== Exercise ==
Among the lines of the records below, copy those that hold the word "None".

== Recorded information ==
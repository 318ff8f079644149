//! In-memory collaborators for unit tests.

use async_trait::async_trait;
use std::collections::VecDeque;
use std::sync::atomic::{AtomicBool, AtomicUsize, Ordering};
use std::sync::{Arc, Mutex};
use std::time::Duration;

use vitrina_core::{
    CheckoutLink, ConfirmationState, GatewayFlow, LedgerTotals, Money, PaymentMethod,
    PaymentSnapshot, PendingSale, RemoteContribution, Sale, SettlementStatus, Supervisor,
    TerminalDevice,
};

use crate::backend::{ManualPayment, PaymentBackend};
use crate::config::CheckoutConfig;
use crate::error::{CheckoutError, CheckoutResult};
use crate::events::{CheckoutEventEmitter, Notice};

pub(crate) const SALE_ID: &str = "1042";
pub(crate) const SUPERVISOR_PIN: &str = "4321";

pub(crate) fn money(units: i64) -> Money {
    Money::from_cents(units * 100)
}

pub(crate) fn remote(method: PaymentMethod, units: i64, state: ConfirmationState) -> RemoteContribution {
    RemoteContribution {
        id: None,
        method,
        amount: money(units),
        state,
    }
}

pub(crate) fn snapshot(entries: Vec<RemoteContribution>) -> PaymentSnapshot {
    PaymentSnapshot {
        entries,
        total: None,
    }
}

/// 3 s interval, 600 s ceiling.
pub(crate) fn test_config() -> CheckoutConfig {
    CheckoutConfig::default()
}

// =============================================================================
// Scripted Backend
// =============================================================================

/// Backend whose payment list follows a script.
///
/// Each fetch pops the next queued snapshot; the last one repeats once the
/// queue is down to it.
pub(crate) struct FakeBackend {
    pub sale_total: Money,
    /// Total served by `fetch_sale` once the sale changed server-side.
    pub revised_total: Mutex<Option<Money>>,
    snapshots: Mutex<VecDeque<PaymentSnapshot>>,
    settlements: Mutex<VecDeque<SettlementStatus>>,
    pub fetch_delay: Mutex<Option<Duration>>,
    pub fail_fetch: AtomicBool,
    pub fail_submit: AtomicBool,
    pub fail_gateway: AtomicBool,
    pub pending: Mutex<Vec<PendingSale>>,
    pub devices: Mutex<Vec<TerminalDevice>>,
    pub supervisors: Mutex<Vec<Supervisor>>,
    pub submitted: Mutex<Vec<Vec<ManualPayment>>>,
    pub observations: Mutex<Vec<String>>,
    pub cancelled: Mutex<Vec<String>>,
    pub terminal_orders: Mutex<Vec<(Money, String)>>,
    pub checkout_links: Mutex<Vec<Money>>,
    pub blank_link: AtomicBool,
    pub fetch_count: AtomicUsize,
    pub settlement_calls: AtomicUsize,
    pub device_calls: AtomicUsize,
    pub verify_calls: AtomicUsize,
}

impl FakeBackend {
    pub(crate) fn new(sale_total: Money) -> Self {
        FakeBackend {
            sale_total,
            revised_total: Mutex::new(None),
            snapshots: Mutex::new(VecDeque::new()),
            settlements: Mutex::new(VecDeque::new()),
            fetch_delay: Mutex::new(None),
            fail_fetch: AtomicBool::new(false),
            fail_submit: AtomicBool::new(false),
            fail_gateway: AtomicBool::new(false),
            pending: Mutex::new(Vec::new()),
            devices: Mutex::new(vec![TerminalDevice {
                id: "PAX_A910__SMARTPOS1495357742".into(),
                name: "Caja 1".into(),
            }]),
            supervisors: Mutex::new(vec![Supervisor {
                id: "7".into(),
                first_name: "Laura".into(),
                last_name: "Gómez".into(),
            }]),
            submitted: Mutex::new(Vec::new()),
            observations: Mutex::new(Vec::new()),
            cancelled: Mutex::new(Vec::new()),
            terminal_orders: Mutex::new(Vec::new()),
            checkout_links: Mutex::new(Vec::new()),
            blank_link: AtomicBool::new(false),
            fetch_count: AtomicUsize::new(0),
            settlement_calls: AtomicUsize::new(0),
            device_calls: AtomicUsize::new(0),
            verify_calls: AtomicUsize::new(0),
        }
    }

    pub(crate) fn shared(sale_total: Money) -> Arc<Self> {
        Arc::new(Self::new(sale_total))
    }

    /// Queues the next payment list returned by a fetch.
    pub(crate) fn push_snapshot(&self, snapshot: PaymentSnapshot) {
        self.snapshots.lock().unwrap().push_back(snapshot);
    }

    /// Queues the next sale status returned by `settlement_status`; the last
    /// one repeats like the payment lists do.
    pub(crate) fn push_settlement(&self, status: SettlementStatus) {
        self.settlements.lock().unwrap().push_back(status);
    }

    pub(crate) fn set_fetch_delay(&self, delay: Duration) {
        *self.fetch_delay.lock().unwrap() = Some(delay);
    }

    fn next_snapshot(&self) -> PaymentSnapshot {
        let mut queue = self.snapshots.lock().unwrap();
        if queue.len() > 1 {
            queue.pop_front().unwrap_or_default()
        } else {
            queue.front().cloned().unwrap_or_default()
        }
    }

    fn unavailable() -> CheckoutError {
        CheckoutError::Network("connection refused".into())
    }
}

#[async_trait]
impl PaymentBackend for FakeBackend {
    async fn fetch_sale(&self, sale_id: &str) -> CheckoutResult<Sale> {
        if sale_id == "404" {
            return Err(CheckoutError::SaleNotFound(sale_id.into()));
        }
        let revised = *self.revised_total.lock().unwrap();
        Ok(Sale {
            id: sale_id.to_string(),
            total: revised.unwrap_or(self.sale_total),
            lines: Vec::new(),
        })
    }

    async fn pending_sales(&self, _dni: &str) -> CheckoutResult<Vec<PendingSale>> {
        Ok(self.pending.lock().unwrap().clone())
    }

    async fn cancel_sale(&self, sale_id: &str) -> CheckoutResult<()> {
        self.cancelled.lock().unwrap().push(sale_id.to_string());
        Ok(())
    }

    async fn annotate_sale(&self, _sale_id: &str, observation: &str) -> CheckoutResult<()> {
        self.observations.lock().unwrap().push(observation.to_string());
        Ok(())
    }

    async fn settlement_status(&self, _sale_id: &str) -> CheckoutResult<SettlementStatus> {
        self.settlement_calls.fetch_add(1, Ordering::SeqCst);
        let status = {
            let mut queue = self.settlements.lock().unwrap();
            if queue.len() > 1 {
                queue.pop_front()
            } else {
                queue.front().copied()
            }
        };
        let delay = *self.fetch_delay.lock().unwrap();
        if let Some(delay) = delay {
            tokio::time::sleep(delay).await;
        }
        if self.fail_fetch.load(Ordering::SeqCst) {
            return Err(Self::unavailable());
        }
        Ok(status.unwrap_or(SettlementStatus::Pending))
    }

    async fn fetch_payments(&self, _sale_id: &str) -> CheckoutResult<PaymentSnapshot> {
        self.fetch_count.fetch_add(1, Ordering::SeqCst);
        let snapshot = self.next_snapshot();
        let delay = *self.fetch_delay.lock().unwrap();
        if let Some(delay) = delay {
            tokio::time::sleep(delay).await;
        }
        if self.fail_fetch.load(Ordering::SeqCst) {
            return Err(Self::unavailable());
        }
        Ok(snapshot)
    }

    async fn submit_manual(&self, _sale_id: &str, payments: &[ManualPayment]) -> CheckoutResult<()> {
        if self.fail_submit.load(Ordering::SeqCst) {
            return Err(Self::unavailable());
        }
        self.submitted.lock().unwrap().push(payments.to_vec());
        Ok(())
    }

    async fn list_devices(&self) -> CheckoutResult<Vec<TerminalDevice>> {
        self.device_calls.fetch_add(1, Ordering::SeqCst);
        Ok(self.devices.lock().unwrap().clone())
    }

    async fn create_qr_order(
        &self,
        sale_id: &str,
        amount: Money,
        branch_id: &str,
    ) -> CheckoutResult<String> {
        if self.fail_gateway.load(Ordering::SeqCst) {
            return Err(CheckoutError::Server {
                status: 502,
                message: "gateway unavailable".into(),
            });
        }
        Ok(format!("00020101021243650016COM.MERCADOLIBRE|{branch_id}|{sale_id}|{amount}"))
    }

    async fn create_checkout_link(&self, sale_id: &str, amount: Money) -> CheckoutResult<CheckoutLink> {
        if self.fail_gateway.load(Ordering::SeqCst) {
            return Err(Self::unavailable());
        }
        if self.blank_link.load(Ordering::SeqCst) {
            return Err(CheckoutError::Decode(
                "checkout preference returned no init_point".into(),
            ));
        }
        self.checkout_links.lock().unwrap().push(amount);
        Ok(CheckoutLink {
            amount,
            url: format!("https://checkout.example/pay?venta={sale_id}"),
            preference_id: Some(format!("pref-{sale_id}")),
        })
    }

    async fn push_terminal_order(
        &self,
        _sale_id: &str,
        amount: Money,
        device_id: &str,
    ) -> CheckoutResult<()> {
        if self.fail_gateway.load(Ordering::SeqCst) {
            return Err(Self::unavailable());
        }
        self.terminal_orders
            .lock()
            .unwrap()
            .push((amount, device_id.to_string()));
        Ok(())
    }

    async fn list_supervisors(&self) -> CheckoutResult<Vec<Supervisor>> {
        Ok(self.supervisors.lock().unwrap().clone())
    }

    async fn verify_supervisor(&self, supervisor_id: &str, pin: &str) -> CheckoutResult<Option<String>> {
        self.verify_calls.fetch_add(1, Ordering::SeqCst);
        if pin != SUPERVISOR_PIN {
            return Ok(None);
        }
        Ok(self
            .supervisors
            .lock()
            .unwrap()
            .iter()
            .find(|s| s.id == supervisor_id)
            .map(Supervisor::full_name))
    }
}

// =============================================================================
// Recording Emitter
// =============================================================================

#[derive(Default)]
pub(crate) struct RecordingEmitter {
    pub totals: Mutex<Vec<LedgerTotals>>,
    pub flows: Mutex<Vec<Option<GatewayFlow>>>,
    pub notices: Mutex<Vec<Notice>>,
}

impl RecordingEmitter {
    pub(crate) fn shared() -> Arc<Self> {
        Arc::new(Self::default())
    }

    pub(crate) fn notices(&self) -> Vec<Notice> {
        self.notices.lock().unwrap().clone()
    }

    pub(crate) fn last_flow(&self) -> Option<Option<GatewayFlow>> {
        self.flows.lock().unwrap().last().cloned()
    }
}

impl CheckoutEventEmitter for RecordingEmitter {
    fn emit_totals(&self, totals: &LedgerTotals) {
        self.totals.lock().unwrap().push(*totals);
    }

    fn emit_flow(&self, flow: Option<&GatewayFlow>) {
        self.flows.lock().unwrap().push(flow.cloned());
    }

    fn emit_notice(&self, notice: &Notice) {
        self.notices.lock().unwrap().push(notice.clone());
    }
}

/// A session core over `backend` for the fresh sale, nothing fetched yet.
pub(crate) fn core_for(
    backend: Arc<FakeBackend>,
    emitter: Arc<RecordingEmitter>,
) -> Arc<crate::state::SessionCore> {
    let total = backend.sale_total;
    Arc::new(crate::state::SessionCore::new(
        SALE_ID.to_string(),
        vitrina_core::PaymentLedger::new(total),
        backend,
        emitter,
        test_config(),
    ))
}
==
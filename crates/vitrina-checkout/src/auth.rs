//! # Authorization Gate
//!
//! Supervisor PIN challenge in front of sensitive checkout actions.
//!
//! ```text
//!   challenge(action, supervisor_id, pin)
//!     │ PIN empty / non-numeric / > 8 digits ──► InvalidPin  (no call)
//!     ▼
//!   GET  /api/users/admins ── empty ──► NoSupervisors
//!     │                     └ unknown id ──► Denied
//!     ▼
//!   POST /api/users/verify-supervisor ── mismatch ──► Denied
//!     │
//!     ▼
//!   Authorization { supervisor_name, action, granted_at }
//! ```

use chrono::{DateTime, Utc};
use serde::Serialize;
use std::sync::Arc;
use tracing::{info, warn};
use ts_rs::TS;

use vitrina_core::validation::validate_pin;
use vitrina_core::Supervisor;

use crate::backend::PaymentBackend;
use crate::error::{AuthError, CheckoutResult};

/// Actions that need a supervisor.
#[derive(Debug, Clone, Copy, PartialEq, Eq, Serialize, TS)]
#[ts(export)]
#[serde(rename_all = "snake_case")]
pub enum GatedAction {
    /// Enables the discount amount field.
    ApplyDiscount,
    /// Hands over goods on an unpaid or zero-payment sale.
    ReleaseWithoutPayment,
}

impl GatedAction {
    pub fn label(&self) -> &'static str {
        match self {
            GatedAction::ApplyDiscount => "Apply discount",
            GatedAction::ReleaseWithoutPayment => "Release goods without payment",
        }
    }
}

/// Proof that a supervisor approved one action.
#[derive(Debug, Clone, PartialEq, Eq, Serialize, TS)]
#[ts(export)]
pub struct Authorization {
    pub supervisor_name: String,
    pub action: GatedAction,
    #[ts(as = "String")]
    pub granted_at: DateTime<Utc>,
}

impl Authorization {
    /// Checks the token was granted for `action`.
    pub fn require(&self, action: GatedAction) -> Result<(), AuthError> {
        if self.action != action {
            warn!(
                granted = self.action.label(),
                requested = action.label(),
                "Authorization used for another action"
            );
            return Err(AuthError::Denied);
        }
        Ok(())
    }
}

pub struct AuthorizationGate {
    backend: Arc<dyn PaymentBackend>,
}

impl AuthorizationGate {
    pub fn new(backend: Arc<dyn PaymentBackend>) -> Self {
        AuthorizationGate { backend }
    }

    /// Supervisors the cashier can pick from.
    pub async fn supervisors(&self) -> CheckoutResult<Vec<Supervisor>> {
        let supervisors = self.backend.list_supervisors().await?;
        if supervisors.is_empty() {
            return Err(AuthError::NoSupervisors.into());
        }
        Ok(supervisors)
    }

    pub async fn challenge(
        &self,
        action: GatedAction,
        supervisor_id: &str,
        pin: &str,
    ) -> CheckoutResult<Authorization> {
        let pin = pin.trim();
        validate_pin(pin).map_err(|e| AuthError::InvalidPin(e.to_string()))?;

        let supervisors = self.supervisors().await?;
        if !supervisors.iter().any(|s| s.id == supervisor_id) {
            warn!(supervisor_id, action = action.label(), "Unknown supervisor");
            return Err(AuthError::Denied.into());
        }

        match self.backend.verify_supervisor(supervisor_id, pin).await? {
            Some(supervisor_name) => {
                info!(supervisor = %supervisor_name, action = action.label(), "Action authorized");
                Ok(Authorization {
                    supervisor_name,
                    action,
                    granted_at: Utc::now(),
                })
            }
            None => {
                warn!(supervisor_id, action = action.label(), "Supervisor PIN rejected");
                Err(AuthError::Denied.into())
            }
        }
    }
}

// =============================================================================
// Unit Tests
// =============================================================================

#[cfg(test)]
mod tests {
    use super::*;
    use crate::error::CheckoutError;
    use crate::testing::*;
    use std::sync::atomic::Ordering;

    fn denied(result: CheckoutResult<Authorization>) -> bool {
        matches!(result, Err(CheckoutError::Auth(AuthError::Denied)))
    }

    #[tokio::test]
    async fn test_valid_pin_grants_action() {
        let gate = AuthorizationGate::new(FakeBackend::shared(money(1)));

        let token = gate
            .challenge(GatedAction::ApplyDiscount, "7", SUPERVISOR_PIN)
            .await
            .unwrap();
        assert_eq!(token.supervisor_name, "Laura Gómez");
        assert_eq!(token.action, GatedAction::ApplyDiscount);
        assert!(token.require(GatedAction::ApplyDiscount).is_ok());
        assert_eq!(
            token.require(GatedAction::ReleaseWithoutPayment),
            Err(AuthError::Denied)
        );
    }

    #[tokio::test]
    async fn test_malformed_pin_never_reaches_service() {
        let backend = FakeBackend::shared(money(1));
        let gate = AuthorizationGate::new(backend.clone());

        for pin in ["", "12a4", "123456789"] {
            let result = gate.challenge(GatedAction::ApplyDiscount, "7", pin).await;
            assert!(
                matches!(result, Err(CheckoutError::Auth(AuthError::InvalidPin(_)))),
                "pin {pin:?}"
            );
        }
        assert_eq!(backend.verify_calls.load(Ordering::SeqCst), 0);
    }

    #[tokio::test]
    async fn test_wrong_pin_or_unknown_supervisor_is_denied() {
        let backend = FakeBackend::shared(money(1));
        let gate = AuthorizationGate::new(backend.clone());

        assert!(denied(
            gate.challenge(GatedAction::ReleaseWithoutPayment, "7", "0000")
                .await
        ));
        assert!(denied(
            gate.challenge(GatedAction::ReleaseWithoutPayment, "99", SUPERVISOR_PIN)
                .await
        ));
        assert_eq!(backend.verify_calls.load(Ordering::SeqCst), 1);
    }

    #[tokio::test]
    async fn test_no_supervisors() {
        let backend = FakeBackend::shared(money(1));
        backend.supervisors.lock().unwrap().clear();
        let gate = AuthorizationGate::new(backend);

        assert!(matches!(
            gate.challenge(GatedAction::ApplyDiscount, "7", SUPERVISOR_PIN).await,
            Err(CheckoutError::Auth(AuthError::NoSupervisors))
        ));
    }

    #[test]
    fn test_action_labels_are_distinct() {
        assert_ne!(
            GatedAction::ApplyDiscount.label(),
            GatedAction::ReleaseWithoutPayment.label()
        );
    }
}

== Answer section ==
        id: None,
        total: None,
            revised_total: Mutex::new(None),
            fetch_delay: Mutex::new(None),
            return Ok(None);
            None => {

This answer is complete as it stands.